How many of the lines below contain "ScopeFilterBuilder"? Reply with only that figure.

**** RECORDS ****

mod common;

use anyhow::Result;
use axum::http::StatusCode;
use serde_json::{json, Value};

use common::{Call, TestApp, GREENWOOD, RIVERSIDE};

async fn create_student(app: &TestApp, token: &str, body: Value) -> Result<Value> {
    let (status, body) = app.send(Call::post("/api/students").bearer(token).json(body)).await?;
    assert_eq!(status, StatusCode::CREATED, "{}", body);
    Ok(body["data"].clone())
}

#[tokio::test]
async fn create_pins_owner_and_replaces_client_identity() -> Result<()> {
    let app = TestApp::spawn().await?;
    let token = app.token_for(&app.greenwood_admin);

    let record = create_student(
        &app,
        &token,
        json!({ "name": "Ana", "grade": 4, "id": "chosen", "_id": "legacy", "organizationId": RIVERSIDE }),
    )
    .await?;

    assert_eq!(record["organizationId"], GREENWOOD);
    assert_eq!(record["name"], "Ana");
    assert_ne!(record["id"], "chosen");
    assert!(record.get("_id").is_none());
    assert!(record["createdAt"].is_string());
    Ok(())
}

#[tokio::test]
async fn other_tenant_cannot_read_update_or_delete() -> Result<()> {
    let app = TestApp::spawn().await?;
    let greenwood = app.token_for(&app.greenwood_admin);
    let riverside = app.token_for(&app.riverside_admin);

    let record = create_student(&app, &greenwood, json!({ "name": "Ana" })).await?;
    let uri = format!("/api/students/{}", record["id"].as_str().unwrap());

    let (status, body) = app.send(Call::get(&uri).bearer(&riverside).empty()).await?;
    assert_eq!(status, StatusCode::NOT_FOUND);
    assert_eq!(body["error"], "Record not found");

    let (status, _) = app
        .send(Call::put(&uri).bearer(&riverside).json(json!({ "name": "Hijacked" })))
        .await?;
    assert_eq!(status, StatusCode::NOT_FOUND);

    let (status, _) = app.send(Call::delete(&uri).bearer(&riverside).empty()).await?;
    assert_eq!(status, StatusCode::NOT_FOUND);

    let (status, body) = app.send(Call::get(&uri).bearer(&greenwood).empty()).await?;
    assert_eq!(status, StatusCode::OK);
    assert_eq!(body["data"]["name"], "Ana");
    assert_eq!(body["data"]["organizationId"], GREENWOOD);
    Ok(())
}

#[tokio::test]
async fn list_only_returns_own_records() -> Result<()> {
    let app = TestApp::spawn().await?;
    let greenwood = app.token_for(&app.greenwood_admin);
    let riverside = app.token_for(&app.riverside_admin);

    create_student(&app, &greenwood, json!({ "name": "Ana" })).await?;
    create_student(&app, &greenwood, json!({ "name": "Ben" })).await?;
    create_student(&app, &riverside, json!({ "name": "Cleo" })).await?;

    let (status, body) = app.send(Call::get("/api/students").bearer(&riverside).empty()).await?;
    assert_eq!(status, StatusCode::OK);
    let records = body["data"].as_array().unwrap();
    assert_eq!(records.len(), 1);
    assert_eq!(records[0]["name"], "Cleo");
    Ok(())
}

#[tokio::test]
async fn update_cannot_move_record_between_tenants() -> Result<()> {
    let app = TestApp::spawn().await?;
    let greenwood = app.token_for(&app.greenwood_admin);

    let record = create_student(&app, &greenwood, json!({ "name": "Ana" })).await?;
    let id = record["id"].as_str().unwrap().to_string();
    let uri = format!("/api/students/{}", id);

    let (status, body) = app
        .send(Call::put(&uri).bearer(&greenwood).json(json!({
            "name": "Ana Maria",
            "organizationId": RIVERSIDE,
            "id": "other",
        })))
        .await?;
    assert_eq!(status, StatusCode::OK, "{}", body);
    assert_eq!(body["data"]["name"], "Ana Maria");
    assert_eq!(body["data"]["organizationId"], GREENWOOD);
    assert_eq!(body["data"]["id"], id.as_str());
    Ok(())
}

#[tokio::test]
async fn explicit_foreign_tenant_is_forbidden() -> Result<()> {
    let app = TestApp::spawn().await?;
    let greenwood = app.token_for(&app.greenwood_admin);

    let (status, body) = app
        .send(Call::get(&format!("/api/org/{}/students", RIVERSIDE)).bearer(&greenwood).empty())
        .await?;
    assert_eq!(status, StatusCode::FORBIDDEN);
    assert_eq!(body["code"], "CROSS_TENANT_FORBIDDEN");

    let (status, body) = app
        .send(
            Call::get("/api/students")
                .bearer(&greenwood)
                .header("x-organization-id", RIVERSIDE)
                .empty(),
        )
        .await?;
    assert_eq!(status, StatusCode::FORBIDDEN);
    assert_eq!(body["code"], "CROSS_TENANT_FORBIDDEN");

    // Naming your own organization explicitly is fine.
    let (status, _) = app
        .send(Call::get(&format!("/api/org/{}/students", GREENWOOD)).bearer(&greenwood).empty())
        .await?;
    assert_eq!(status, StatusCode::OK);
    Ok(())
}

#[tokio::test]
async fn path_organization_beats_header() -> Result<()> {
    let app = TestApp::spawn().await?;
    let greenwood = app.token_for(&app.greenwood_admin);
    let riverside = app.token_for(&app.riverside_admin);
    let root = app.token_for(&app.super_admin);

    create_student(&app, &greenwood, json!({ "name": "Ana" })).await?;
    create_student(&app, &riverside, json!({ "name": "Cleo" })).await?;

    let (status, body) = app
        .send(
            Call::get(&format!("/api/org/{}/students", GREENWOOD))
                .bearer(&root)
                .header("x-organization-id", RIVERSIDE)
                .empty(),
        )
        .await?;
    assert_eq!(status, StatusCode::OK);
    let records = body["data"].as_array().unwrap();
    assert_eq!(records.len(), 1);
    assert_eq!(records[0]["name"], "Ana");
    Ok(())
}

#[tokio::test]
async fn subdomain_resolves_tenant_for_super_admin() -> Result<()> {
    let app = TestApp::spawn().await?;
    let riverside = app.token_for(&app.riverside_admin);
    let root = app.token_for(&app.super_admin);

    create_student(&app, &riverside, json!({ "name": "Cleo" })).await?;

    let (status, body) = app
        .send(
            Call::get("/api/students")
                .bearer(&root)
                .header("host", "riverside.schools.example.com:8080")
                .empty(),
        )
        .await?;
    assert_eq!(status, StatusCode::OK);
    assert_eq!(body["data"].as_array().unwrap().len(), 1);

    let (status, body) = app
        .send(Call::get("/api/whoami").bearer(&root).header("host", "www.schools.example.com").empty())
        .await?;
    assert_eq!(status, StatusCode::OK);
    assert_eq!(body["data"]["tenant"]["isSuperAdminBypass"], true);
    Ok(())
}

#[tokio::test]
async fn super_admin_bypass_sees_every_tenant() -> Result<()> {
    let app = TestApp::spawn().await?;
    let greenwood = app.token_for(&app.greenwood_admin);
    let riverside = app.token_for(&app.riverside_admin);
    let root = app.token_for(&app.super_admin);

    let ana = create_student(&app, &greenwood, json!({ "name": "Ana" })).await?;
    create_student(&app, &riverside, json!({ "name": "Cleo" })).await?;

    let (status, body) = app.send(Call::get("/api/students").bearer(&root).empty()).await?;
    assert_eq!(status, StatusCode::OK);
    assert_eq!(body["data"].as_array().unwrap().len(), 2);

    let uri = format!("/api/students/{}", ana["id"].as_str().unwrap());
    let (status, _) = app.send(Call::delete(&uri).bearer(&root).empty()).await?;
    assert_eq!(status, StatusCode::OK);
    Ok(())
}

#[tokio::test]
async fn super_admin_create_needs_an_owner() -> Result<()> {
    let app = TestApp::spawn().await?;
    let root = app.token_for(&app.super_admin);

    let (status, body) = app
        .send(Call::post("/api/programs").bearer(&root).json(json!({ "title": "Robotics" })))
        .await?;
    assert_eq!(status, StatusCode::BAD_REQUEST);
    assert_eq!(body["code"], "MISSING_TENANT_CONTEXT");

    let (status, body) = app
        .send(
            Call::post("/api/programs")
                .bearer(&root)
                .json(json!({ "title": "Robotics", "organizationId": RIVERSIDE })),
        )
        .await?;
    assert_eq!(status, StatusCode::CREATED);
    assert_eq!(body["data"]["organizationId"], RIVERSIDE);
    Ok(())
}

#[tokio::test]
async fn features_gate_collections_by_plan() -> Result<()> {
    let app = TestApp::spawn().await?;
    let greenwood = app.token_for(&app.greenwood_admin);
    let riverside = app.token_for(&app.riverside_admin);

    let (status, body) = app.send(Call::get("/api/newsEvents").bearer(&riverside).empty()).await?;
    assert_eq!(status, StatusCode::FORBIDDEN);
    assert_eq!(body["code"], "FEATURE_NOT_ENTITLED");

    let (status, _) = app.send(Call::get("/api/faculty").bearer(&riverside).empty()).await?;
    assert_eq!(status, StatusCode::FORBIDDEN);

    let (status, _) = app.send(Call::get("/api/newsEvents").bearer(&greenwood).empty()).await?;
    assert_eq!(status, StatusCode::OK);

    // Gallery is available on every plan.
    let (status, _) = app.send(Call::get("/api/gallery").bearer(&riverside).empty()).await?;
    assert_eq!(status, StatusCode::OK);
    Ok(())
}

#[tokio::test]
async fn writes_require_collection_permission() -> Result<()> {
    let app = TestApp::spawn().await?;
    let staff = app.token_for(&app.greenwood_staff);

    let (status, _) = app.send(Call::get("/api/students").bearer(&staff).empty()).await?;
    assert_eq!(status, StatusCode::OK);

    let (status, body) = app
        .send(Call::post("/api/students").bearer(&staff).json(json!({ "name": "Ana" })))
        .await?;
    assert_eq!(status, StatusCode::FORBIDDEN);
    assert_eq!(body["code"], "MISSING_PERMISSION");

    let (status, _) = app
        .send(Call::post("/api/programs").bearer(&staff).json(json!({ "title": "Chess" })))
        .await?;
    assert_eq!(status, StatusCode::CREATED);
    Ok(())
}

#[tokio::test]
async fn non_object_body_is_rejected() -> Result<()> {
    let app = TestApp::spawn().await?;
    let token = app.token_for(&app.greenwood_admin);

    let (status, _) = app
        .send(Call::post("/api/programs").bearer(&token).json(json!(["not", "an", "object"])))
        .await?;
    assert_eq!(status, StatusCode::BAD_REQUEST);
    Ok(())
}
// handlers/public/submissions.rs - public admission and contact forms
//
// Anonymous callers. The tenant comes from the request signals and the
// organization must be usable.

use axum::extract::{rejection::JsonRejection, State};
use axum::{Extension, Json};
use chrono::Utc;
use serde_json::{json, Map, Value};
use tracing::info;
use uuid::Uuid;

use crate::app::AppState;
use crate::authz::Decision;
use crate::database::models::collection::{CONTACTS, STUDENTS};
use crate::error::ApiError;
use crate::middleware::{ApiResponse, ApiResult};
use crate::scope::{ScopeError, ScopeFilterBuilder};

/// POST /submit-admission - store an admission application as a student record
pub async fn submit_admission(
    State(state): State<AppState>,
    Extension(decision): Extension<Decision>,
    payload: Result<Json<Value>, JsonRejection>,
) -> ApiResult<Value> {
    let Json(body) = payload?;
    let Value::Object(form) = body else {
        return Err(ScopeError::NotAnObject.into());
    };

    let id = store_submission(&state, &decision, STUDENTS.name, form).await?;
    Ok(ApiResponse::created(json!({ "id": id })).with_message("Admission submitted successfully."))
}

/// POST /submit-contact - `name`, `email` and `message` are required
pub async fn submit_contact(
    State(state): State<AppState>,
    Extension(decision): Extension<Decision>,
    payload: Result<Json<Value>, JsonRejection>,
) -> ApiResult<Value> {
    let Json(body) = payload?;

    let mut form = Map::new();
    for field in ["name", "email", "message"] {
        let value = body
            .get(field)
            .and_then(Value::as_str)
            .map(str::trim)
            .filter(|v| !v.is_empty())
            .ok_or_else(|| ApiError::required(field))?;
        form.insert(field.to_string(), Value::String(value.to_string()));
    }

    let id = store_submission(&state, &decision, CONTACTS.name, form).await?;
    Ok(ApiResponse::created(json!({ "id": id })).with_message("Message received successfully."))
}

/// Returns the new record id.
async fn store_submission(
    state: &AppState,
    decision: &Decision,
    collection: &str,
    form: Map<String, Value>,
) -> Result<String, ApiError> {
    let id = Uuid::new_v4().to_string();
    let mut record = ScopeFilterBuilder::new(decision).create(form)?;
    record.insert("id".to_string(), Value::String(id.clone()));
    record.insert("submittedAt".to_string(), json!(Utc::now()));

    state.content.insert_one(collection, record).await?;
    info!(
        "Public submission stored in '{}' for {}",
        collection,
        decision.resolved_organization_id.as_deref().unwrap_or("-")
    );
    Ok(id)
}
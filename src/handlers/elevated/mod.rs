// handlers/elevated/mod.rs - Super admin surface
//
// Guarded by ManageOrganizations or ManageAllUsers. Only the super admin
// role carries either permission.

pub mod dashboard;
pub mod organizations;
pub mod users;
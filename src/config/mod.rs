use once_cell::sync::Lazy;
use serde::{Deserialize, Serialize};
use std::env;

#[derive(Debug, Clone, Serialize, Deserialize)]
pub struct AppConfig {
    pub environment: Environment,
    pub server: ServerConfig,
    pub database: DatabaseConfig,
    pub security: SecurityConfig,
}

#[derive(Debug, Clone, Serialize, Deserialize)]
pub enum Environment {
    Development,
    Staging,
    Production,
}

#[derive(Debug, Clone, Copy, PartialEq, Eq, Serialize, Deserialize)]
pub enum StoreBackend {
    Memory,
    Postgres,
}

impl std::str::FromStr for StoreBackend {
    type Err = String;

    fn from_str(s: &str) -> Result<Self, Self::Err> {
        match s.to_ascii_lowercase().as_str() {
            "memory" | "mem" => Ok(StoreBackend::Memory),
            "postgres" | "pg" | "postgresql" => Ok(StoreBackend::Postgres),
            other => Err(format!("unknown store backend '{}'", other)),
        }
    }
}

#[derive(Debug, Clone, Serialize, Deserialize)]
pub struct ServerConfig {
    pub port: u16,
    pub store: StoreBackend,
    pub enable_request_logging: bool,
}

#[derive(Debug, Clone, Serialize, Deserialize)]
pub struct DatabaseConfig {
    pub url: Option<String>,
    pub max_connections: u32,
    pub connection_timeout: u64,
}

#[derive(Debug, Clone, Serialize, Deserialize)]
pub struct SecurityConfig {
    #[serde(skip_serializing)]
    pub jwt_secret: String,
    pub token_ttl_secs: u64,
    pub enable_cors: bool,
    pub cors_origins: Vec<String>,
}

/// Development-only signing secret. Production and staging start with an
/// empty secret so a missing `JWT_SECRET` fails token codec construction.
const DEV_JWT_SECRET: &str = "dev-only-schoolsite-signing-secret";

/// Default access token lifetime: one hour.
pub const DEFAULT_TOKEN_TTL_SECS: u64 = 60 * 60;

impl AppConfig {
    pub fn from_env() -> Self {
        let environment = match env::var("APP_ENV").as_deref() {
            Ok("production") | Ok("prod") => Environment::Production,
            Ok("staging") | Ok("stage") => Environment::Staging,
            _ => Environment::Development,
        };

        match environment {
            Environment::Production => Self::production(),
            Environment::Staging => Self::staging(),
            Environment::Development => Self::development(),
        }
        .with_env_overrides()
    }

    fn with_env_overrides(mut self) -> Self {
        // Server overrides
        if let Some(port) = env::var("SCHOOLSITE_PORT")
            .ok()
            .or_else(|| env::var("PORT").ok())
            .and_then(|s| s.parse::<u16>().ok())
        {
            self.server.port = port;
        }
        if let Ok(v) = env::var("STORE_BACKEND") {
            self.server.store = v.parse().unwrap_or(self.server.store);
        }
        if let Ok(v) = env::var("API_ENABLE_REQUEST_LOGGING") {
            self.server.enable_request_logging = v.parse().unwrap_or(self.server.enable_request_logging);
        }

        // Database overrides
        if let Ok(v) = env::var("DATABASE_URL") {
            if !v.trim().is_empty() {
                self.database.url = Some(v);
            }
        }
        if let Ok(v) = env::var("DATABASE_MAX_CONNECTIONS") {
            self.database.max_connections = v.parse().unwrap_or(self.database.max_connections);
        }
        if let Ok(v) = env::var("DATABASE_CONNECTION_TIMEOUT") {
            self.database.connection_timeout = v.parse().unwrap_or(self.database.connection_timeout);
        }

        // Security overrides
        if let Ok(v) = env::var("JWT_SECRET") {
            self.security.jwt_secret = v;
        }
        if let Ok(v) = env::var("SECURITY_TOKEN_TTL_SECS") {
            self.security.token_ttl_secs = v.parse().unwrap_or(self.security.token_ttl_secs);
        }
        if let Ok(v) = env::var("SECURITY_ENABLE_CORS") {
            self.security.enable_cors = v.parse().unwrap_or(self.security.enable_cors);
        }
        if let Ok(v) = env::var("SECURITY_CORS_ORIGINS") {
            self.security.cors_origins = v
                .split(',')
                .map(|s| s.trim().to_string())
                .filter(|s| !s.is_empty())
                .collect();
        }

        self
    }

    pub fn development() -> Self {
        Self {
            environment: Environment::Development,
            server: ServerConfig {
                port: 3000,
                store: StoreBackend::Memory,
                enable_request_logging: true,
            },
            database: DatabaseConfig {
                url: None,
                max_connections: 10,
                connection_timeout: 30,
            },
            security: SecurityConfig {
                jwt_secret: DEV_JWT_SECRET.to_string(),
                token_ttl_secs: DEFAULT_TOKEN_TTL_SECS,
                enable_cors: true,
                cors_origins: vec!["http://localhost:3000".to_string(), "http://localhost:5173".to_string()],
            },
        }
    }

    pub fn staging() -> Self {
        Self {
            environment: Environment::Staging,
            server: ServerConfig {
                port: 3000,
                store: StoreBackend::Postgres,
                enable_request_logging: true,
            },
            database: DatabaseConfig {
                url: None,
                max_connections: 20,
                connection_timeout: 10,
            },
            security: SecurityConfig {
                jwt_secret: String::new(),
                token_ttl_secs: DEFAULT_TOKEN_TTL_SECS,
                enable_cors: true,
                cors_origins: vec!["https://staging.schoolsite.example".to_string()],
            },
        }
    }

    pub fn production() -> Self {
        Self {
            environment: Environment::Production,
            server: ServerConfig {
                port: 3000,
                store: StoreBackend::Postgres,
                enable_request_logging: false,
            },
            database: DatabaseConfig {
                url: None,
                max_connections: 50,
                connection_timeout: 5,
            },
            security: SecurityConfig {
                jwt_secret: String::new(),
                token_ttl_secs: DEFAULT_TOKEN_TTL_SECS,
                enable_cors: true,
                cors_origins: vec!["https://app.schoolsite.example".to_string()],
            },
        }
    }
}

// Global singleton config - initialized once at startup
pub static CONFIG: Lazy<AppConfig> = Lazy::new(AppConfig::from_env);

// Convenience function for accessing config
pub fn config() -> &'static AppConfig {
    &CONFIG
}

#[cfg(test)]
mod tests {
    use super::*;

    #[test]
    fn test_default_development_config() {
        let config = AppConfig::development();
        assert_eq!(config.security.token_ttl_secs, 3600);
        assert!(!config.security.jwt_secret.is_empty());
        assert_eq!(config.server.store, StoreBackend::Memory);
    }

    #[test]
    fn test_default_production_config() {
        let config = AppConfig::production();
        assert!(config.security.jwt_secret.is_empty());
        assert_eq!(config.server.store, StoreBackend::Postgres);
        assert!(!config.server.enable_request_logging);
    }

    #[test]
    fn test_store_backend_parsing() {
        assert_eq!("memory".parse::<StoreBackend>(), Ok(StoreBackend::Memory));
        assert_eq!("PG".parse::<StoreBackend>(), Ok(StoreBackend::Postgres));
        assert!("mongo".parse::<StoreBackend>().is_err());
    }
}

****

> REPLY
2